Turkish dried figs were found in a jar, in the store’s bulk section. Cloves and cardamom, dry goods section, check. I pored over the honey aisle and picked out two interesting types, including an Armenian mountain honey with a deep bronze hue, and someone else picked up Zambize African honey, which we ended up using instead. I couldn’t help but throw goodies unrelated to this beer into my basket as I went along, so grabbed some Korean chili flakes to make kimchi with as soon as I got home. It’s now bubbling in a jar on the counter. Perhaps the best part of the shopping trip was taking home some prepared food from the store deli upstairs. An incredibly savory, slightly smoky dip of roasted eggplant with turmeric and parsley, and a garlicky spinach with almonds made for good snacking on pita bread the next day, at the brewery.

my turn at stirring the mash (photo by MHT)

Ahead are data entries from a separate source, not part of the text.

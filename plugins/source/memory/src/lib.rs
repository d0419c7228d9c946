use std::future::Future;
use std::pin::Pin;

use topic_api::{SourceError, Topic, TopicDocument, TopicSource};

// ═══════════════════════════════════════════════════════════════
//  MemorySource
// ═══════════════════════════════════════════════════════════════

/// Fixed in-memory topic collection, for tests and fixtures that do not
/// need a file on disk.
///
/// `load` hands out a copy, so callers can never change what the next
/// request sees.
pub struct MemorySource {
    topics: Vec<Topic>,
}

impl MemorySource {
    pub fn new(topics: Vec<Topic>) -> Self {
        Self { topics }
    }

    /// Parse a `{ "topics": [...] }` document.
    pub fn from_json(json: &str) -> Result<Self, SourceError> {
        let doc: TopicDocument = serde_json::from_str(json)?;
        Ok(Self::new(doc.topics))
    }
}

impl Default for MemorySource {
    fn default() -> Self {
        Self::new(Vec::new())
    }
}

impl TopicSource for MemorySource {
    fn load(&self) -> Pin<Box<dyn Future<Output = Result<Vec<Topic>, SourceError>> + Send + '_>> {
        let topics = self.topics.clone();
        Box::pin(async move { Ok(topics) })
    }

    fn describe(&self) -> String {
        "memory".to_string()
    }
}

But back to the beer: with the ingredients in tow, we arrived at Sixpoint to steep it in a small batch. The Kandake beer was brewed in the smaller, homebrew-sized tanks that the brewers use for experimental batches, and those for Beer For Beasts. But in the brewery’s main tanks, a batch of “Triple Sweet Action” was being made, and we’d arrived just in time to take turns stirring the mash. Brewers Ian and Sam had already gotten started on the Kandake, boiling the grain to create a high-gravity wort. Candice had wanted this beer to be “big” to stand up to all the flavors we were putting in, so Sam picked out a mixture of grains heavy on Maris Otter barley malt. The recipe for the Kandake is below — but bear in mind, this is a brew that is still as of yet fermenting, and will only be available at Beer For Beasts. We can’t wait to try it there, too.

This is my first homebrew recipe post, and I’m sure there will be more, as I’ll be collaborating on a beer very soon for Beer For Beasts, too. Look out for that one, and the lunch that we’ll have to celebrate with afterward, on Lunch at Sixpoint in the next few weeks. This event truly is a collaboration, with friends providing food and entertainment, and coming up with all sorts of crazy things to brew, or brew with. It’s a first-time event for both Sixpoint and BeerAdvocate, too, as well as The Humane Society of New York, which all proceeds of it are going to. Why beer, and why for beasts? you might be wondering. No elaborate reason, really, except that we all love animals and pets! As did many African queens, for that matter, like Kandake.

Kandake Beer (Dark Ale with North African Spices)
homebrew recipe for 20-gallon batch
recipe by: Candice Alstrom and Sam Carroll

note: There are a ton of resources on homebrewing, which you’ll need to have a grasp of to decipher this recipe. We might recommend checking out The Complete Joy of Homebrewing, Serious Eats’ new homebrew column, or the forums at BeerAdvocate.

malt:
40 lbs Maris Otter
2.5 lbs Munich
2 lbs Crystal 85
1 lb Biscuit
1 lb Chocolate
1 lb Carafoam
.5 Lb Roasted Barley

hops:
1 oz nugget + 1 oz northern brewer @ 60 Minutes
1 0z nugget + 1 0z norther brewer @ 30 Minutes
1 oz nugget @ 10 minutes

After boil prior to cooling, steep with:

Approx 3 tablespoons whole cloves
Approx 1 oz whole cardamom pods
2 heaping tablespoons Peri Peri spice blend
1 lb figs
2 lbs Ethiopia Adodo Coffee (from Stumptown)
24 oz Zambize honey

3 Responses

  1. Julie
    |

    Just curious about the recipe:
    1. what yeast was used for fermentation
    2. what is the base style for this beer (porter, stout, other?)
    3. how long was the steep for the herbs and spices?
    4. do you happen to know SG and FG? Or at least targets for the two?

  2. Cathy Erway
    |

    Thanks for asking!
    1. The yeast was a blend of white labs 007 and 001 (English ale and Chico, respectively)
    2. The base style was brown ale, but came out a bit darker because of the coffee
    3. The steep was post boil and was about 10-15 minutes
    4. The SG was approximately 15.5 plato and the FG was about 3.2 plato

  3. Julie
    |

    Awesome, and thanks for the info. Candice also supplied me with some possible recipe tweaks. I think a few of us in the Great Northern Brewers Club are going to get together and brew a batch in the near future.